• **Work to be completed**
Look below for the line containing "Wire both source" and the line containing "let token = config.spotify_access_token.clone().ok_or_else(||"; repeat exactly those two lines and all lines between them, and nothing else.

• **Exercise data**
※ ※ ※
use super::{natural_key, Section, Transformer};
use crate::duration::format_millis;
use crate::error::Result;
use crate::record::{OutputRecord, TrackRecord};
use crate::types::RawItem;
use serde_json::Value;

/// Playlist track object → [`TrackRecord`]; tracks carry no category
#[derive(Debug, Default)]
pub struct TrackTransformer;

impl TrackTransformer {
    pub fn new() -> Self {
        Self
    }

    pub fn track_record(&self, item: &RawItem) -> Result<TrackRecord> {
        let track_id = natural_key(item, "id")?;
        let track = Section::root(item);
        let album = track.section("album");

        // Absent duration reads as zero before formatting
        let duration_ms = track.count("duration_ms");

        Ok(TrackRecord {
            track_id,
            name: track.text("name"),
            artists: artist_names(item),
            album: album.text("name"),
            release_date: album.text("release_date"),
            popularity: track.count("popularity"),
            explicit: track.flag("explicit"),
            duration_ms,
            duration: format_millis(duration_ms),
        })
    }
}

fn artist_names(item: &Value) -> Vec<String> {
    item.get("artists")
        .and_then(Value::as_array)
        .map(|artists| {
            artists
                .iter()
                .filter_map(|a| a.get("name").and_then(Value::as_str))
                .map(str::to_string)
                .collect()
        })
        .unwrap_or_default()
}

impl Transformer for TrackTransformer {
    fn name(&self) -> &'static str {
        "track"
    }

    fn transform_item(&self, item: &RawItem) -> Result<OutputRecord> {
        self.track_record(item).map(OutputRecord::Track)
    }
}
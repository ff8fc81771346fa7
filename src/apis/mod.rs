pub mod spotify;
pub mod youtube;

use crate::constants::MAX_PAGE_SIZE;
use crate::error::{EtlError, Result};
use crate::types::RawItem;
use serde_json::Value;
use std::time::Duration;

/// Build the HTTP client shared by every extractor for the whole run.
pub fn build_http_client(timeout: Duration) -> Result<reqwest::Client> {
    let client = reqwest::Client::builder()
        .timeout(timeout)
        .user_agent(concat!("media_etl/", env!("CARGO_PKG_VERSION")))
        .build()?;
    Ok(client)
}

/// Clamp a requested page size to what the APIs accept.
pub fn clamp_page_size(page_size: u32) -> u32 {
    page_size.clamp(1, MAX_PAGE_SIZE)
}

/// `items` array of a list response; absent or non-array means no items.
pub(crate) fn items_of(body: &Value) -> Vec<RawItem> {
    body.get("items")
        .and_then(Value::as_array)
        .cloned()
        .unwrap_or_default()
}

/// Turn a non-success response into an API error, preferring the API's own message.
pub(crate) async fn error_for_status(api: &str, resp: reqwest::Response) -> EtlError {
    let status = resp.status().as_u16();
    let body = resp.text().await.unwrap_or_default();
    EtlError::Api {
        api: api.to_string(),
        status,
        message: api_error_message(&body),
    }
}

pub(crate) fn api_error_message(body: &str) -> String {
    serde_json::from_str::<Value>(body)
        .ok()
        .and_then(|v| {
            v.pointer("/error/message")
                .and_then(Value::as_str)
                .map(str::to_string)
        })
        .unwrap_or_else(|| {
            let trimmed = body.trim();
            if trimmed.is_empty() {
                "empty response body".to_string()
            } else {
                trimmed.chars().take(200).collect()
            }
        })
}
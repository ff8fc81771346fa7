use crate::apis::build_http_client;
use crate::apis::spotify::SpotifyPlaylist;
use crate::apis::youtube::YouTubeTrending;
use crate::category::CategoryMap;
use crate::config::Config;
use crate::error::{EtlError, Result};
use crate::loader::Loader;
use crate::pipeline::{PairReport, Pipeline};
use crate::storage::DocumentStore;
use crate::transform::{TrackTransformer, VideoTransformer};
use crate::types::SourceKind;
use chrono::{DateTime, Utc};
use metrics::counter;
use std::sync::Arc;
use std::time::Duration;
use tracing::{error, info, info_span, Instrument};
use uuid::Uuid;

/// Outcome of one (source, query) pair; a failure never stops sibling pairs
#[derive(Debug)]
pub struct PairOutcome {
    pub source: SourceKind,
    pub api: &'static str,
    pub query: String,
    pub result: std::result::Result<PairReport, EtlError>,
}

impl PairOutcome {
    pub fn is_success(&self) -> bool {
        self.result.is_ok()
    }

    /// One-line console summary of the pair.
    pub fn summary_line(&self) -> String {
        match &self.result {
            Ok(report) => format!(
                "[{} {}] inserted: {}, updated: {} ({} fetched, {} dropped)",
                self.source,
                self.query,
                report.inserted,
                report.updated,
                report.fetched,
                report.dropped
            ),
            Err(e) => format!(
                "[{} {}] FAILED via {} API: {}",
                self.source, self.query, self.api, e
            ),
        }
    }
}

/// Everything that happened in one run
#[derive(Debug)]
pub struct RunSummary {
    pub run_id: Uuid,
    pub started_at: DateTime<Utc>,
    pub finished_at: DateTime<Utc>,
    pub outcomes: Vec<PairOutcome>,
}

impl RunSummary {
    pub fn failures(&self) -> impl Iterator<Item = &PairOutcome> {
        self.outcomes.iter().filter(|o| !o.is_success())
    }

    pub fn is_success(&self) -> bool {
        self.failures().next().is_none()
    }

    pub fn total_inserted(&self) -> usize {
        self.outcomes
            .iter()
            .filter_map(|o| o.result.as_ref().ok())
            .map(|r| r.inserted)
            .sum()
    }

    pub fn total_updated(&self) -> usize {
        self.outcomes
            .iter()
            .filter_map(|o| o.result.as_ref().ok())
            .map(|r| r.updated)
            .sum()
    }
}

/// Drives every configured pair sequentially, pacing calls between pairs
pub struct Orchestrator {
    jobs: Vec<(Pipeline, Vec<String>)>,
    loader: Loader,
    page_size: u32,
    delay: Duration,
}

impl Orchestrator {
    pub fn new(loader: Loader, page_size: u32, delay: Duration) -> Self {
        Self {
            jobs: Vec::new(),
            loader,
            page_size,
            delay,
        }
    }

    /// Wire both source pipelines from a validated config. The HTTP client,
    /// category map and store are built once and shared by every pair.
    pub fn from_config(
        config: &Config,
        categories: Arc<CategoryMap>,
        store: Arc<dyn DocumentStore>,
    ) -> Result<Self> {
        let client = build_http_client(config.timeout())?;
        let mut orchestrator = Self::new(Loader::new(store), config.page_size(), config.delay());

        let regions = config.video_regions();
        if !regions.is_empty() {
            let key = config.youtube_api_key.clone().ok_or_else(|| {
                EtlError::Config("missing API key for trending videos".to_string())
            })?;
            orchestrator = orchestrator.with_pipeline(
                Pipeline::new(
                    SourceKind::Videos,
                    Box::new(YouTubeTrending::with_base_url(
                        client.clone(),
                        key,
                        &config.videos.base_url,
                    )),
                    Box::new(VideoTransformer::new(categories)),
                    &config.videos.collection,
                ),
                regions.iter().map(|r| r.trim().to_uppercase()).collect(),
            );
        }

        let playlists = config.track_playlists();
        if !playlists.is_empty() {
            let token = config.spotify_access_token.clone().ok_or_else(|| {
                EtlError::Config("missing access token for playlist tracks".to_string())
            })?;
            orchestrator = orchestrator.with_pipeline(
                Pipeline::new(
                    SourceKind::Tracks,
                    Box::new(SpotifyPlaylist::with_base_url(
                        client,
                        token,
                        &config.tracks.base_url,
                    )),
                    Box::new(TrackTransformer::new()),
                    &config.tracks.collection,
                ),
                playlists.iter().map(|p| p.trim().to_string()).collect(),
            );
        }

        Ok(orchestrator)
    }

    /// Register a pipeline with the queries (region codes, playlist ids) it runs for.
    pub fn with_pipeline(mut self, pipeline: Pipeline, queries: Vec<String>) -> Self {
        self.jobs.push((pipeline, queries));
        self
    }

    pub fn pair_count(&self) -> usize {
        self.jobs.iter().map(|(_, queries)| queries.len()).sum()
    }

    pub async fn run(&self) -> RunSummary {
        let run_id = Uuid::new_v4();
        let started_at = Utc::now();
        let total = self.pair_count();
        info!("Starting run {} with {} pairs", run_id, total);

        let mut outcomes = Vec::with_capacity(total);
        for (pipeline, queries) in &self.jobs {
            for query in queries {
                if !outcomes.is_empty() && !self.delay.is_zero() {
                    tokio::time::sleep(self.delay).await;
                }

                println!("→ Processing {} for {}...", pipeline.source(), query);
                let span = info_span!(
                    "pair",
                    run = %run_id,
                    source = %pipeline.source(),
                    query = %query
                );
                let result = pipeline
                    .run_pair(query, self.page_size, &self.loader)
                    .instrument(span)
                    .await;

                if let Err(e) = &result {
                    error!("Pair {} {} failed: {}", pipeline.source(), query, e);
                    counter!("media_etl_pair_failures_total", "source" => pipeline.source().name())
                        .increment(1);
                }

                let outcome = PairOutcome {
                    source: pipeline.source(),
                    api: pipeline.api_name(),
                    query: query.clone(),
                    result,
                };
                println!("{}", outcome.summary_line());
                outcomes.push(outcome);
            }
        }

        let summary = RunSummary {
            run_id,
            started_at,
            finished_at: Utc::now(),
            outcomes,
        };
        info!(
            "Run {} finished: {} pairs, {} failed, {} inserted, {} updated",
            run_id,
            summary.outcomes.len(),
            summary.failures().count(),
            summary.total_inserted(),
            summary.total_updated()
        );
        summary
    }
}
※ ※ ※
• **Solution below**
    /// Wire both source pipelines from a validated config. The HTTP client,
    /// category map and store are built once and shared by every pair.
    pub fn from_config(
        config: &Config,
        categories: Arc<CategoryMap>,
        store: Arc<dyn DocumentStore>,
    ) -> Result<Self> {
        let client = build_http_client(config.timeout())?;
        let mut orchestrator = Self::new(Loader::new(store), config.page_size(), config.delay());

        let regions = config.video_regions();
        if !regions.is_empty() {
            let key = config.youtube_api_key.clone().ok_or_else(|| {
                EtlError::Config("missing API key for trending videos".to_string())
            })?;
            orchestrator = orchestrator.with_pipeline(
                Pipeline::new(
                    SourceKind::Videos,
                    Box::new(YouTubeTrending::with_base_url(
                        client.clone(),
                        key,
                        &config.videos.base_url,
                    )),
                    Box::new(VideoTransformer::new(categories)),
                    &config.videos.collection,
                ),
                regions.iter().map(|r| r.trim().to_uppercase()).collect(),
            );
        }

        let playlists = config.track_playlists();
        if !playlists.is_empty() {
            let token = config.spotify_access_token.clone().ok_or_else(|| {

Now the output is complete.